> Task details: Your response should be every line from the entries that includes the string "memory".

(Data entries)
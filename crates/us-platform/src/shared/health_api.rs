//! Liveness endpoint.

use utoipa_axum::{router::OpenApiRouter, routes};

/// Report that the service is up
#[utoipa::path(
    get,
    path = "/",
    tag = "health",
    operation_id = "getUsersHealth",
    responses(
        (status = 200, description = "Service is up", body = String)
    )
)]
pub async fn health() -> &'static str {
    "Success"
}

pub fn health_router() -> OpenApiRouter {
    OpenApiRouter::new().routes(routes!(health))
}
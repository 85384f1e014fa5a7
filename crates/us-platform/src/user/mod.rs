//! User account aggregate

pub mod api;
pub mod entity;
pub mod filter;
pub mod mutation;
pub mod query;
pub mod repository;

pub use entity::{User, UserPayload};
pub use filter::{Clause, RoleCriterion, UserCriteria, UserFilter};
pub use mutation::AccountMutationService;
pub use query::AccountQueryService;
pub use repository::UserRepository;
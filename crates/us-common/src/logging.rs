//! Structured Logging Configuration
//!
//! - JSON output for production (`LOG_FORMAT=json`)
//! - Human-readable output for development (default)
//!
//! # Usage
//!
//! ```rust,ignore
//! use us_common::logging::init_logging;
//!
//! fn main() {
//!     init_logging("us-server");
//!     tracing::info!(user_id = %id, "User created");
//! }
//! ```
//!
//! # Environment Variables
//!
//! - `LOG_FORMAT`: "json" for JSON output, anything else for text (default: text)
//! - `RUST_LOG`: standard filter (default: info), e.g.
//!   `RUST_LOG=us_platform=debug,audit=info,tower_http=info`
//!
//! Audit events are emitted on the `audit` target, so they can be routed or
//! filtered independently of diagnostic logs.

use tracing_subscriber::{
    fmt::{self, format::FmtSpan},
    layer::SubscriberExt,
    util::SubscriberInitExt,
    EnvFilter,
};

/// Output format for log records
#[derive(Debug, Clone, Copy, PartialEq, Eq)]
pub enum LogFormat {
    Json,
    Text,
}

impl LogFormat {
    /// Resolve the format from a `LOG_FORMAT` value.
    pub fn parse(value: &str) -> Self {
        if value.eq_ignore_ascii_case("json") {
            LogFormat::Json
        } else {
            LogFormat::Text
        }
    }

    pub fn from_env() -> Self {
        Self::parse(&std::env::var("LOG_FORMAT").unwrap_or_default())
    }
}

/// Initialize logging for the given service.
///
/// Reads `LOG_FORMAT` for the output format and `RUST_LOG` for filtering.
/// Safe to call more than once; later calls are ignored.
pub fn init_logging(service_name: &str) {
    let env_filter = EnvFilter::try_from_default_env()
        .unwrap_or_else(|_| EnvFilter::new("info"));

    let initialized = match LogFormat::from_env() {
        LogFormat::Json => init_json_logging(env_filter),
        LogFormat::Text => init_text_logging(env_filter),
    };

    if initialized {
        tracing::debug!(service = service_name, "Logging initialized");
    }
}

fn init_json_logging(env_filter: EnvFilter) -> bool {
    tracing_subscriber::registry()
        .with(env_filter)
        .with(
            fmt::layer()
                .json()
                .with_current_span(true)
                .with_span_list(true)
                .with_file(true)
                .with_line_number(true)
                .with_thread_ids(false)
                .with_target(true)
                .flatten_event(true)
                .with_span_events(FmtSpan::CLOSE),
        )
        .try_init()
        .is_ok()
}

fn init_text_logging(env_filter: EnvFilter) -> bool {
    tracing_subscriber::registry()
        .with(env_filter)
        .with(
            fmt::layer()
                .with_target(true)
                .with_thread_ids(false)
                .with_file(false)
                .with_line_number(false)
                .with_ansi(true),
        )
        .try_init()
        .is_ok()
}

/// Initialize logging with the default service name.
pub fn init_default_logging() {
    init_logging("user-storage");
}
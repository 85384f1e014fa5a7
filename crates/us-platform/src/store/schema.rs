//! Table definitions for the supported backends.

use sqlx::AnyPool;
use thiserror::Error;
use tracing::info;

#[derive(Debug, Clone, Copy, PartialEq, Eq)]
pub enum DatabaseBackend {
    MySql,
    Sqlite,
}

#[derive(Debug, Error)]
#[error("Unsupported database URL scheme: {0}")]
pub struct UnsupportedBackend(pub String);

impl DatabaseBackend {
    pub fn from_url(url: &str) -> Result<Self, UnsupportedBackend> {
        let scheme = url.split(':').next().unwrap_or_default().to_ascii_lowercase();
        match scheme.as_str() {
            "mysql" | "mariadb" => Ok(Self::MySql),
            "sqlite" => Ok(Self::Sqlite),
            _ => Err(UnsupportedBackend(scheme)),
        }
    }

    fn statements(self) -> &'static [&'static str] {
        match self {
            Self::MySql => MYSQL_SCHEMA,
            Self::Sqlite => SQLITE_SCHEMA,
        }
    }
}

const MYSQL_SCHEMA: &[&str] = &[
    "CREATE TABLE IF NOT EXISTS users (
        id VARCHAR(64) NOT NULL PRIMARY KEY,
        first_name VARCHAR(255) NOT NULL,
        last_name VARCHAR(255) NOT NULL,
        email VARCHAR(255) NOT NULL,
        role BIGINT NULL
    )",
    "CREATE TABLE IF NOT EXISTS roles (
        id BIGINT NOT NULL AUTO_INCREMENT PRIMARY KEY,
        name VARCHAR(255) NOT NULL
    )",
    "CREATE TABLE IF NOT EXISTS access_points (
        id BIGINT NOT NULL AUTO_INCREMENT PRIMARY KEY,
        name VARCHAR(255) NOT NULL,
        endpoint VARCHAR(1024) NOT NULL
    )",
    "CREATE TABLE IF NOT EXISTS role_access (
        role_id BIGINT NOT NULL,
        ap_id BIGINT NOT NULL,
        PRIMARY KEY (role_id, ap_id)
    )",
];

const SQLITE_SCHEMA: &[&str] = &[
    "CREATE TABLE IF NOT EXISTS users (
        id TEXT NOT NULL PRIMARY KEY,
        first_name TEXT NOT NULL,
        last_name TEXT NOT NULL,
        email TEXT NOT NULL,
        role INTEGER NULL
    )",
    "CREATE TABLE IF NOT EXISTS roles (
        id INTEGER PRIMARY KEY AUTOINCREMENT,
        name TEXT NOT NULL
    )",
    "CREATE TABLE IF NOT EXISTS access_points (
        id INTEGER PRIMARY KEY AUTOINCREMENT,
        name TEXT NOT NULL,
        endpoint TEXT NOT NULL
    )",
    "CREATE TABLE IF NOT EXISTS role_access (
        role_id INTEGER NOT NULL,
        ap_id INTEGER NOT NULL,
        PRIMARY KEY (role_id, ap_id)
    )",
];

/// Create any missing tables. Existing tables are left untouched.
pub async fn bootstrap_schema(pool: &AnyPool, backend: DatabaseBackend) -> Result<(), sqlx::Error> {
    for statement in backend.statements() {
        sqlx::query(statement).execute(pool).await?;
    }
    info!(backend = ?backend, tables = backend.statements().len(), "Schema bootstrapped");
    Ok(())
}

#[cfg(test)]
mod tests {
    use super::*;

    #[test]
    fn test_backend_from_url() {
        assert_eq!(DatabaseBackend::from_url("mysql://root@localhost/db").unwrap(), DatabaseBackend::MySql);
        assert_eq!(DatabaseBackend::from_url("sqlite::memory:").unwrap(), DatabaseBackend::Sqlite);
        assert!(DatabaseBackend::from_url("postgres://localhost/db").is_err());
    }

    #[tokio::test]
    async fn test_bootstrap_is_repeatable() {
        let pool = crate::store::connect("sqlite::memory:", 1).await.unwrap();
        bootstrap_schema(&pool, DatabaseBackend::Sqlite).await.unwrap();
        bootstrap_schema(&pool, DatabaseBackend::Sqlite).await.unwrap();

        let result = sqlx::query("SELECT COUNT(*) FROM users").execute(&pool).await;
        assert!(result.is_ok());
    }
}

> Result of the task:
        assert_eq!(DatabaseBackend::from_url("sqlite::memory:").unwrap(), DatabaseBackend::Sqlite);
        let pool = crate::store::connect("sqlite::memory:", 1).await.unwrap();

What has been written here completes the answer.